> _PROBLEM STATEMENT_
Using the material below, tally each line with the string "keys" and report only the total.

⟨

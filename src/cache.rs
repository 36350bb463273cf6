//! Time-bounded cache shared by all detectors.
//!
//! Entries expire lazily: staleness is checked when a key is read, and a
//! stale entry is dropped at that point. There is no background eviction.

use std::any::Any;
use std::collections::HashMap;
use std::sync::atomic::{AtomicBool, Ordering};
use std::sync::{Arc, Mutex, MutexGuard};
use std::time::{Duration, Instant};

/// Source of the current time for expiry checks.
pub trait Clock: Send + Sync {
    fn now(&self) -> Instant;
}

/// Wall clock backed by [`Instant::now`].
#[derive(Debug, Default, Clone, Copy)]
pub struct SystemClock;

impl Clock for SystemClock {
    fn now(&self) -> Instant {
        Instant::now()
    }
}

/// Clock that only moves when told to. Used to test expiry.
#[derive(Debug)]
pub struct ManualClock {
    origin: Instant,
    offset: Mutex<Duration>,
}

impl ManualClock {
    pub fn new() -> Self {
        Self {
            origin: Instant::now(),
            offset: Mutex::new(Duration::ZERO),
        }
    }

    /// Move the clock forward.
    pub fn advance(&self, by: Duration) {
        let mut offset = self.offset.lock().unwrap_or_else(|e| e.into_inner());
        *offset += by;
    }
}

impl Default for ManualClock {
    fn default() -> Self {
        Self::new()
    }
}

impl Clock for ManualClock {
    fn now(&self) -> Instant {
        let offset = *self.offset.lock().unwrap_or_else(|e| e.into_inner());
        self.origin + offset
    }
}

struct CacheEntry {
    value: Arc<dyn Any + Send + Sync>,
    created: Instant,
    ttl: Duration,
}

impl CacheEntry {
    fn is_expired(&self, now: Instant) -> bool {
        now.saturating_duration_since(self.created) > self.ttl
    }
}

/// Key/value store with per-entry expiry and a global on/off switch.
///
/// Disabling the cache is destructive: every entry is purged, and until
/// [`TimedCache::enable`] is called reads miss and writes are dropped.
pub struct TimedCache {
    entries: Mutex<HashMap<String, CacheEntry>>,
    enabled: AtomicBool,
    clock: Arc<dyn Clock>,
}

impl TimedCache {
    pub fn new() -> Self {
        Self::with_clock(Arc::new(SystemClock))
    }

    pub fn with_clock(clock: Arc<dyn Clock>) -> Self {
        Self {
            entries: Mutex::new(HashMap::new()),
            enabled: AtomicBool::new(true),
            clock,
        }
    }

    fn entries(&self) -> MutexGuard<'_, HashMap<String, CacheEntry>> {
        self.entries.lock().unwrap_or_else(|e| e.into_inner())
    }

    /// Look up a live entry, dropping it if it has expired.
    fn live_entry(&self, key: &str) -> Option<Arc<dyn Any + Send + Sync>> {
        if !self.is_enabled() {
            return None;
        }

        let now = self.clock.now();
        let mut entries = self.entries();
        let expired = entries.get(key)?.is_expired(now);
        if expired {
            tracing::trace!(key, "cache entry expired");
            entries.remove(key);
            return None;
        }
        entries.get(key).map(|entry| Arc::clone(&entry.value))
    }

    /// Get a cached value.
    ///
    /// Returns `None` when the cache is disabled, the key is missing or
    /// stale, or the stored value is not a `T`.
    pub fn get<T: Clone + 'static>(&self, key: &str) -> Option<T> {
        self.live_entry(key)?.downcast_ref::<T>().cloned()
    }

    /// Store a value. No-op while the cache is disabled.
    pub fn set<T: Send + Sync + 'static>(&self, key: impl Into<String>, value: T, ttl: Duration) {
        if !self.is_enabled() {
            return;
        }

        let entry = CacheEntry {
            value: Arc::new(value),
            created: self.clock.now(),
            ttl,
        };
        self.entries().insert(key.into(), entry);
    }

    pub fn has(&self, key: &str) -> bool {
        self.live_entry(key).is_some()
    }

    /// Remove an entry regardless of whether the cache is enabled.
    pub fn delete(&self, key: &str) -> bool {
        self.entries().remove(key).is_some()
    }

    pub fn clear(&self) {
        self.entries().clear();
    }

    pub fn enable(&self) {
        self.enabled.store(true, Ordering::SeqCst);
    }

    /// Turn caching off and purge everything.
    pub fn disable(&self) {
        self.enabled.store(false, Ordering::SeqCst);
        self.clear();
    }

    pub fn is_enabled(&self) -> bool {
        self.enabled.load(Ordering::SeqCst)
    }

    /// Number of stored entries, including stale ones not yet read.
    pub fn len(&self) -> usize {
        self.entries().len()
    }

    pub fn is_empty(&self) -> bool {
        self.entries().is_empty()
    }

    pub fn keys(&self) -> Vec<String> {
        let mut keys: Vec<String> = self.entries().keys().cloned().collect();
        keys.sort();
        keys
    }
}

impl Default for TimedCache {
    fn default() -> Self {
        Self::new()
    }
}

impl std::fmt::Debug for TimedCache {
    fn fmt(&self, f: &mut std::fmt::Formatter<'_>) -> std::fmt::Result {
        f.debug_struct("TimedCache")
            .field("enabled", &self.is_enabled())
            .field("keys", &self.keys())
            .finish()
    }
}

⟩

> _ANSWER FOR THE TASK_
5